Now in my laptop, eth0 will always exist, but wlan0 which may not exist (PCMCIA wifi card). Now this is what I want the bash script to do as pseudocode
->Bring up eth0
-->Is eth0 connected?
--->Yes: so run /etc/init.d/net.eth0 start
--->No: Bring eth0 down
---->Does wlan0 exist?
----->Yes: Run /etc/init.d/net.wlan0 start
I know how to do all that except the second line "Is eth0 connected?" Does anyone know how to do that without a lot of fuss?
Yeah, but I'm not sure on the exact syntax, I don't do much bash scripting. As another suggestion, you should probably bring the interface down, and ping the gateway to double check what the exact message is you need to grep for. The timeout switch (-W) might not be a bad idea either.
#!/sbin/runscript
# Copyright 2008 Jordan Bradley
# Original file name: net-select
# Distributed under the terms of the GNU General Public License v2
depend() {
before fuse
}
start() {
ebegin "Starting Networking"
/etc/init.d/net.eth0 start
if [ ping -c 1 192.168.1.1 | grep "Destination Host Unreachable" ]; then
/etc/init.d/net.eth0 stop
if [ -e /sys/class/net/wlan0 ]; then
/etc/init.d/net.wlan0 start
fi
fi
eend
}
But I get this error:
/etc/init.d/net-select: line 14: [: missing `]'
grep: ]: No such file or directory
I didn't add the timeout param because even if the ping was unsuccessful, ping would timeout before knowing it.
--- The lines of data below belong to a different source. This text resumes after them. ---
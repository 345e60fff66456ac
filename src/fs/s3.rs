use anyhow::{Context, Result};
use opendal::{services::S3, Operator};

use crate::fs::backend::S3Provider;

/// Build an operator for AWS S3 or an S3-compatible store.
///
/// Without explicit keys OpenDAL falls back to the standard AWS
/// credential chain (environment, shared credentials file, instance
/// profile).
pub fn build_operator(
    bucket: &str,
    region: &str,
    access_key: Option<&str>,
    secret_key: Option<&str>,
    provider: &S3Provider,
    root: Option<&str>,
) -> Result<Operator> {
    let mut builder = S3::default().bucket(bucket).region(region);

    if let (Some(access_key), Some(secret_key)) = (access_key, secret_key) {
        builder = builder
            .access_key_id(access_key)
            .secret_access_key(secret_key);
    }

    // Set custom endpoint for S3-compatible providers
    if let Some(endpoint) = provider.endpoint(region) {
        builder = builder.endpoint(&endpoint);
    }

    if let Some(root) = root {
        builder = builder.root(root);
    }

    let operator = Operator::new(builder)
        .with_context(|| format!("Failed to configure {} bucket {}", provider.display_name(), bucket))?
        .finish();

    Ok(operator)
}
//! Record conflicts found while merging snapshots.
//!
//! A conflict is data, not an error: the local row is kept and the pair is
//! appended to a per-provider log in the keyed state store until someone
//! resolves it.

use chrono::{DateTime, Utc};
use serde::{Deserialize, Serialize};
use std::sync::Arc;

use crate::error::{SyncError, SyncResult};
use crate::records::Row;
use crate::state::KeyValueStore;

/// An incoming row that was not newer than the stored one.
#[derive(Debug, Clone, PartialEq, Serialize, Deserialize)]
#[serde(rename_all = "camelCase")]
pub struct SyncConflict {
    /// Record type (table) name.
    pub record_type: String,
    pub record_id: Option<String>,
    /// Stored row at detection time.
    pub local: Row,
    /// Incoming row that lost.
    pub remote: Row,
    pub detected_at: DateTime<Utc>,
    /// Snapshot file the remote row came from.
    #[serde(default)]
    pub snapshot: Option<String>,
}

/// How to settle a logged conflict.
#[derive(Debug, Clone, Copy, PartialEq, Eq, Serialize, Deserialize)]
#[serde(rename_all = "kebab-case")]
pub enum ConflictResolution {
    /// Leave the stored row as it is.
    KeepLocal,
    /// Overwrite the stored row with the remote one.
    UseRemote,
}

impl ConflictResolution {
    pub fn description(&self) -> &'static str {
        match self {
            Self::KeepLocal => "Keep the local record",
            Self::UseRemote => "Overwrite with the remote record",
        }
    }
}

/// Persisted list of unresolved conflicts for one provider.
pub struct ConflictLog {
    state: Arc<dyn KeyValueStore>,
    provider: String,
}

impl ConflictLog {
    pub fn new(state: Arc<dyn KeyValueStore>, provider: impl Into<String>) -> Self {
        Self {
            state,
            provider: provider.into(),
        }
    }

    pub fn state_key(provider: &str) -> String {
        format!("sync.{}.conflicts", provider)
    }

    /// Every logged conflict, oldest first.
    pub fn list(&self) -> SyncResult<Vec<SyncConflict>> {
        match self.state.get(&Self::state_key(&self.provider)) {
            Some(value) => serde_json::from_value(value).map_err(|e| {
                SyncError::State(format!("conflict log for {} is unreadable: {}", self.provider, e))
            }),
            None => Ok(Vec::new()),
        }
    }

    pub fn append(&self, conflicts: &[SyncConflict]) -> SyncResult<()> {
        if conflicts.is_empty() {
            return Ok(());
        }
        let mut all = self.list()?;
        all.extend_from_slice(conflicts);
        self.store(&all)
    }

    /// Remove and return the conflict at `index`.
    pub fn take(&self, index: usize) -> SyncResult<SyncConflict> {
        let mut all = self.list()?;
        if index >= all.len() {
            return Err(SyncError::State(format!(
                "no conflict #{} (log has {})",
                index,
                all.len()
            )));
        }
        let conflict = all.remove(index);
        self.store(&all)?;
        Ok(conflict)
    }

    pub fn clear(&self) -> SyncResult<()> {
        self.state.delete(&Self::state_key(&self.provider))
    }

    fn store(&self, conflicts: &[SyncConflict]) -> SyncResult<()> {
        if conflicts.is_empty() {
            return self.clear();
        }
        self.state.set(
            &Self::state_key(&self.provider),
            serde_json::to_value(conflicts)?,
        )
    }
}
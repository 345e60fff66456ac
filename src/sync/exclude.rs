//! Exclude patterns applied when scanning the local file tree.

use anyhow::Result;
use globset::{Glob, GlobSet, GlobSetBuilder};
use std::path::{Component, Path};

/// Files never worth syncing.
pub const DEFAULT_EXCLUDES: &[&str] = &[
    // OS-specific
    ".DS_Store",
    "Thumbs.db",
    "desktop.ini",
    // Editor swap and backup files
    "*.swp",
    "*.swo",
    "*~",
    // Temporary files, including our own partial writes
    "*.tmp",
    "*.temp",
    "*.partial",
];

/// Compiled set of glob patterns matched against relative paths.
#[derive(Debug, Clone)]
pub struct ExcludePatterns {
    glob_set: GlobSet,
    patterns: Vec<String>,
}

impl Default for ExcludePatterns {
    fn default() -> Self {
        Self::with_defaults()
    }
}

impl ExcludePatterns {
    /// Nothing excluded.
    pub fn new() -> Self {
        Self {
            glob_set: GlobSet::empty(),
            patterns: Vec::new(),
        }
    }

    /// Only the built-in defaults.
    pub fn with_defaults() -> Self {
        let mut builder = GlobSetBuilder::new();
        let mut patterns = Vec::new();

        for pattern in DEFAULT_EXCLUDES {
            if let Ok(glob) = Glob::new(pattern) {
                builder.add(glob);
                patterns.push(pattern.to_string());
            }
        }

        Self {
            glob_set: builder.build().unwrap_or_else(|_| GlobSet::empty()),
            patterns,
        }
    }

    /// Exactly the given patterns.
    pub fn from_patterns<S: AsRef<str>>(patterns: &[S]) -> Result<Self> {
        let mut builder = GlobSetBuilder::new();
        let mut pattern_list = Vec::new();

        for pattern in patterns {
            let pattern = pattern.as_ref();
            builder.add(Glob::new(pattern)?);
            pattern_list.push(pattern.to_string());
        }

        Ok(Self {
            glob_set: builder.build()?,
            patterns: pattern_list,
        })
    }

    /// The defaults plus user-supplied patterns.
    pub fn with_extra<S: AsRef<str>>(extra: &[S]) -> Result<Self> {
        let mut all: Vec<String> = DEFAULT_EXCLUDES.iter().map(|p| p.to_string()).collect();
        for pattern in extra {
            let pattern = pattern.as_ref().trim();
            if !pattern.is_empty() && !all.iter().any(|p| p == pattern) {
                all.push(pattern.to_string());
            }
        }
        Self::from_patterns(&all)
    }

    /// Whether a forward-slash relative path should be skipped. Matches the
    /// whole path, then each component, so `node_modules` excludes the
    /// directory's contents too.
    pub fn is_excluded(&self, path: &str) -> bool {
        if self.glob_set.is_empty() {
            return false;
        }
        if self.glob_set.is_match(path) {
            return true;
        }

        Path::new(path).components().any(|component| match component {
            Component::Normal(name) => self.glob_set.is_match(name.to_string_lossy().as_ref()),
            _ => false,
        })
    }

    pub fn patterns(&self) -> &[String] {
        &self.patterns
    }
}
//! Per-file sync bookkeeping.
//!
//! Each tracker owns the records of one (provider, direction, kind) and
//! persists them to the keyed state store after every mutation:
//!
//! * `fileSync.<provider>.<direction>.<kind>.records`: path to [`FileSyncInfo`]
//! * `fileSync.<provider>.<direction>.<kind>.failed`: paths to retry
//!
//! Failed paths are offered again on every run until they succeed.

use chrono::{DateTime, Utc};
use jwalk::{Parallelism, WalkDir};
use serde::{Deserialize, Serialize};
use serde_json::Value;
use std::collections::{BTreeMap, BTreeSet};
use std::path::{Path, PathBuf};
use std::sync::Arc;

use crate::error::{SyncError, SyncResult};
use crate::fs::LocalFs;
use crate::state::KeyValueStore;
use crate::sync::exclude::ExcludePatterns;
use crate::sync::progress::SyncKey;

/// Outcome of the last attempt on one file.
#[derive(Debug, Clone, Copy, PartialEq, Eq, Serialize, Deserialize)]
#[serde(rename_all = "lowercase")]
pub enum FileSyncStatus {
    Pending,
    Syncing,
    Success,
    Failed,
    Skipped,
}

impl FileSyncStatus {
    pub fn as_str(&self) -> &'static str {
        match self {
            Self::Pending => "pending",
            Self::Syncing => "syncing",
            Self::Success => "success",
            Self::Failed => "failed",
            Self::Skipped => "skipped",
        }
    }
}

/// Sync state of one tracked file.
#[derive(Debug, Clone, PartialEq, Eq, Serialize, Deserialize)]
#[serde(rename_all = "camelCase")]
pub struct FileSyncInfo {
    /// Forward-slash path relative to the tracked root.
    pub file_path: String,
    pub file_name: String,
    pub size: u64,
    pub last_modified: DateTime<Utc>,
    #[serde(default)]
    pub sync_time: Option<DateTime<Utc>>,
    pub status: FileSyncStatus,
    #[serde(default)]
    pub error: Option<String>,
    pub provider: String,
}

impl FileSyncInfo {
    /// A freshly scanned, not yet synced file.
    pub fn pending(
        file_path: impl Into<String>,
        size: u64,
        last_modified: DateTime<Utc>,
        provider: impl Into<String>,
    ) -> Self {
        let file_path = file_path.into();
        let file_name = file_path
            .rsplit('/')
            .next()
            .unwrap_or(file_path.as_str())
            .to_string();
        Self {
            file_path,
            file_name,
            size,
            last_modified,
            sync_time: None,
            status: FileSyncStatus::Pending,
            error: None,
            provider: provider.into(),
        }
    }
}

/// Durable per-file sync state for one tracker key.
pub struct FileChangeTracker {
    key: SyncKey,
    state: Arc<dyn KeyValueStore>,
    records: BTreeMap<String, FileSyncInfo>,
    failed: BTreeSet<String>,
    excludes: ExcludePatterns,
}

impl FileChangeTracker {
    /// Load the persisted state for `key`. Unreadable state is logged and
    /// replaced by an empty tracker.
    pub fn load(state: Arc<dyn KeyValueStore>, key: SyncKey) -> Self {
        let records = match state.get(&Self::records_key(&key)) {
            Some(value) => serde_json::from_value(value).unwrap_or_else(|e| {
                tracing::warn!(tracker = %key, error = %e, "discarding unreadable file records");
                BTreeMap::new()
            }),
            None => BTreeMap::new(),
        };
        let failed = match state.get(&Self::failed_key(&key)) {
            Some(value) => serde_json::from_value(value).unwrap_or_else(|e| {
                tracing::warn!(tracker = %key, error = %e, "discarding unreadable failed set");
                BTreeSet::new()
            }),
            None => BTreeSet::new(),
        };

        Self {
            key,
            state,
            records,
            failed,
            excludes: ExcludePatterns::with_defaults(),
        }
    }

    pub fn with_excludes(mut self, excludes: ExcludePatterns) -> Self {
        self.excludes = excludes;
        self
    }

    pub fn records_key(key: &SyncKey) -> String {
        format!("fileSync.{}.records", key)
    }

    pub fn failed_key(key: &SyncKey) -> String {
        format!("fileSync.{}.failed", key)
    }

    pub fn key(&self) -> &SyncKey {
        &self.key
    }

    /// Walk `root` recursively and return every regular file as a
    /// `pending` entry, sorted by path. A missing root yields nothing.
    pub async fn scan(&self, root: &Path) -> SyncResult<Vec<FileSyncInfo>> {
        let root: PathBuf = root.to_path_buf();
        let excludes = self.excludes.clone();
        let provider = self.key.provider.clone();

        tokio::task::spawn_blocking(move || scan_tree(&root, &excludes, &provider))
            .await
            .map_err(|e| SyncError::State(format!("scan task failed: {}", e)))?
    }

    /// Files that need syncing: never recorded, or recorded before their
    /// last modification, plus every path in the failed set.
    pub fn files_to_sync(&self, scanned: &[FileSyncInfo]) -> Vec<FileSyncInfo> {
        let mut selected: Vec<FileSyncInfo> = scanned
            .iter()
            .filter(|file| {
                self.failed.contains(&file.file_path)
                    || match self.records.get(&file.file_path) {
                        None => true,
                        Some(record) => record
                            .sync_time
                            .map_or(true, |synced| synced < file.last_modified),
                    }
            })
            .cloned()
            .collect();

        let seen: BTreeSet<&str> = scanned.iter().map(|f| f.file_path.as_str()).collect();
        for path in &self.failed {
            if seen.contains(path.as_str()) {
                continue;
            }
            if let Some(record) = self.records.get(path) {
                selected.push(record.clone());
            }
        }
        selected
    }

    /// Store the outcome of one attempt and stamp the sync time.
    pub fn record_outcome(
        &mut self,
        file: &FileSyncInfo,
        status: FileSyncStatus,
        error: Option<String>,
    ) -> SyncResult<()> {
        let mut record = file.clone();
        record.status = status;
        record.error = error;
        record.sync_time = Some(Utc::now());

        match status {
            FileSyncStatus::Failed => {
                self.failed.insert(record.file_path.clone());
            }
            FileSyncStatus::Success => {
                self.failed.remove(&record.file_path);
            }
            _ => {}
        }

        self.records.insert(record.file_path.clone(), record);
        self.persist()
    }

    pub fn record(&self, path: &str) -> Option<&FileSyncInfo> {
        self.records.get(path)
    }

    pub fn is_failed(&self, path: &str) -> bool {
        self.failed.contains(path)
    }

    /// Records of every path in the failed set.
    pub fn failed_files(&self) -> Vec<FileSyncInfo> {
        self.failed
            .iter()
            .filter_map(|path| self.records.get(path).cloned())
            .collect()
    }

    /// Paths whose last recorded outcome is `success`.
    pub fn succeeded_paths(&self) -> BTreeSet<String> {
        self.records
            .values()
            .filter(|r| r.status == FileSyncStatus::Success)
            .map(|r| r.file_path.clone())
            .collect()
    }

    /// Wipe all persisted state for this key.
    pub fn clear(&mut self) -> SyncResult<()> {
        self.records.clear();
        self.failed.clear();
        self.state.delete(&Self::records_key(&self.key))?;
        self.state.delete(&Self::failed_key(&self.key))
    }

    fn persist(&self) -> SyncResult<()> {
        self.state.set(
            &Self::records_key(&self.key),
            serde_json::to_value(&self.records)?,
        )?;
        let failed: Vec<Value> = self
            .failed
            .iter()
            .map(|p| Value::String(p.clone()))
            .collect();
        self.state
            .set(&Self::failed_key(&self.key), Value::Array(failed))
    }
}

fn scan_tree(root: &Path, excludes: &ExcludePatterns, provider: &str) -> SyncResult<Vec<FileSyncInfo>> {
    if !root.is_dir() {
        return Ok(Vec::new());
    }

    let mut files = Vec::new();
    for entry_result in WalkDir::new(root)
        .parallelism(Parallelism::Serial)
        .skip_hidden(false)
        .follow_links(false)
        .sort(true)
    {
        let entry = match entry_result {
            Ok(entry) => entry,
            Err(e) => {
                tracing::warn!(root = %root.display(), error = %e, "skipping unreadable entry");
                continue;
            }
        };
        if !entry.file_type().is_file() {
            continue;
        }

        let path = entry.path();
        let Some(relative) = LocalFs::relative_key(root, &path) else {
            continue;
        };
        if excludes.is_excluded(&relative) {
            continue;
        }

        let meta = std::fs::metadata(&path).map_err(|e| SyncError::io(&path, e))?;
        let modified = LocalFs::modified_utc(&meta).unwrap_or_else(Utc::now);
        files.push(FileSyncInfo::pending(relative, meta.len(), modified, provider));
    }

    files.sort_by(|a, b| a.file_path.cmp(&b.file_path));
    Ok(files)
}
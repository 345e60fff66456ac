//! Snapshot envelope encryption.
//!
//! Plaintext is gzip-compressed, then sealed with AES-256-GCM under a
//! fresh 96-bit nonce. The envelope stores the nonce and ciphertext as
//! base64 next to a `compressed` flag so older uncompressed envelopes
//! still open.

use aes_gcm::{
    aead::{generic_array::GenericArray, Aead, KeyInit},
    Aes256Gcm, Nonce,
};
use base64::engine::general_purpose::STANDARD;
use base64::Engine;
use rand::RngCore;
use serde::{Deserialize, Serialize};
use sha2::{Digest, Sha256};

use crate::error::{SyncError, SyncResult};
use crate::sync::compression::{compress, decompress, CompressionLevel, CompressionType};
use crate::sync::snapshot::SnapshotPayload;

/// Passphrase used when the settings do not provide one.
pub const DEFAULT_PASSPHRASE: &str = "snapvault-sync-envelope-v1";

const NONCE_SIZE: usize = 12;

/// On-disk and on-wire snapshot payload.
#[derive(Debug, Clone, PartialEq, Eq, Serialize, Deserialize)]
pub struct EncryptedEnvelope {
    /// Base64 nonce.
    pub iv: String,
    /// Base64 ciphertext with the GCM tag appended.
    pub data: String,
    /// Whether the plaintext was gzip-compressed before encryption.
    #[serde(default)]
    pub compressed: bool,
}

impl EncryptedEnvelope {
    /// Serialize as the JSON document stored in snapshot files.
    pub fn to_json(&self) -> SyncResult<Vec<u8>> {
        Ok(serde_json::to_vec(self)?)
    }

    /// Parse a snapshot file.
    pub fn from_json(bytes: &[u8]) -> SyncResult<Self> {
        serde_json::from_slice(bytes)
            .map_err(|e| SyncError::CorruptEnvelope(format!("not an envelope document: {}", e)))
    }
}

/// Symmetric encrypt/compress codec.
#[derive(Clone)]
pub struct CryptoCodec {
    cipher: Aes256Gcm,
    level: CompressionLevel,
}

impl std::fmt::Debug for CryptoCodec {
    fn fmt(&self, f: &mut std::fmt::Formatter<'_>) -> std::fmt::Result {
        f.debug_struct("CryptoCodec")
            .field("key", &"[REDACTED]")
            .finish()
    }
}

impl Default for CryptoCodec {
    fn default() -> Self {
        Self::from_passphrase(DEFAULT_PASSPHRASE)
    }
}

impl CryptoCodec {
    /// Derive the 256-bit key as SHA-256 of the passphrase.
    pub fn from_passphrase(passphrase: &str) -> Self {
        let key = Sha256::digest(passphrase.as_bytes());
        Self {
            cipher: Aes256Gcm::new(GenericArray::from_slice(&key)),
            level: CompressionLevel::default(),
        }
    }

    /// Compress, then encrypt under a fresh nonce.
    pub fn encrypt(&self, plaintext: &[u8]) -> SyncResult<EncryptedEnvelope> {
        let compressed = compress(plaintext, CompressionType::Gzip, self.level)
            .map_err(|e| SyncError::CorruptEnvelope(format!("compression failed: {}", e)))?;
        self.seal(&compressed, true)
    }

    /// Encrypt without compressing. Produces `compressed: false` envelopes.
    pub fn encrypt_uncompressed(&self, plaintext: &[u8]) -> SyncResult<EncryptedEnvelope> {
        self.seal(plaintext, false)
    }

    fn seal(&self, bytes: &[u8], compressed: bool) -> SyncResult<EncryptedEnvelope> {
        let mut nonce_bytes = [0u8; NONCE_SIZE];
        rand::thread_rng().fill_bytes(&mut nonce_bytes);
        let nonce = Nonce::from_slice(&nonce_bytes);

        let ciphertext = self
            .cipher
            .encrypt(nonce, bytes)
            .map_err(|_| SyncError::CorruptEnvelope("encryption failed".to_string()))?;

        Ok(EncryptedEnvelope {
            iv: STANDARD.encode(nonce_bytes),
            data: STANDARD.encode(ciphertext),
            compressed,
        })
    }

    /// Reverse [`encrypt`](Self::encrypt). Skips decompression when the
    /// envelope says the plaintext was stored as-is.
    pub fn decrypt(&self, envelope: &EncryptedEnvelope) -> SyncResult<Vec<u8>> {
        let iv = STANDARD
            .decode(envelope.iv.trim())
            .map_err(|e| SyncError::CorruptEnvelope(format!("iv is not base64: {}", e)))?;
        if iv.len() != NONCE_SIZE {
            return Err(SyncError::CorruptEnvelope(format!(
                "iv must be {} bytes, got {}",
                NONCE_SIZE,
                iv.len()
            )));
        }
        let data = STANDARD
            .decode(envelope.data.trim())
            .map_err(|e| SyncError::CorruptEnvelope(format!("data is not base64: {}", e)))?;

        let opened = self
            .cipher
            .decrypt(Nonce::from_slice(&iv), data.as_slice())
            .map_err(|_| SyncError::CorruptEnvelope("wrong key or tampered ciphertext".to_string()))?;

        decompress(&opened, CompressionType::from_flag(envelope.compressed))
            .map_err(|e| SyncError::CorruptEnvelope(format!("{:#}", e)))
    }

    /// Serialize and encrypt a snapshot payload.
    pub fn seal_payload(&self, payload: &SnapshotPayload) -> SyncResult<EncryptedEnvelope> {
        let json = serde_json::to_vec(payload)?;
        self.encrypt(&json)
    }

    /// Decrypt and parse a snapshot payload.
    pub fn open_payload(&self, envelope: &EncryptedEnvelope) -> SyncResult<SnapshotPayload> {
        let plaintext = self.decrypt(envelope)?;
        serde_json::from_slice(&plaintext)
            .map_err(|e| SyncError::CorruptEnvelope(format!("payload is not a snapshot: {}", e)))
    }
}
It looks like grep is interpreting that last bracket as part of the command. Try putting something in backhits (the apostrophe like thing on the tilde(~) key). I've never been very clear on shell syntax.
Sweet, thanks. I'll have to stick in my wifi card and see what happens.
[Edit]
I put in my Wifi card and I get this error:
Quote:
/etc/init.d/net-select: line 14: [: too many arguments
This is what I have at this moment:
Code:
#!/sbin/runscript
# Copyright 2008 Jordan Bradley
# Original file name: net-select
# Distributed under the terms of the GNU General Public License v2
depend() {
before fuse
}
start() {
ebegin "Starting Networking"
/etc/init.d/net.eth0 start
if [ `ping -c 1 192.168.1.1 | grep "Destination Host Unreachable"` ]; then
/etc/init.d/net.eth0 stop
if [ -e /sys/class/net/wlan0 ]; then
/etc/init.d/net.wlan0 start
fi
fi
eend
}
Sweet, thanks. I'll have to stick in my wifi card and see what happens.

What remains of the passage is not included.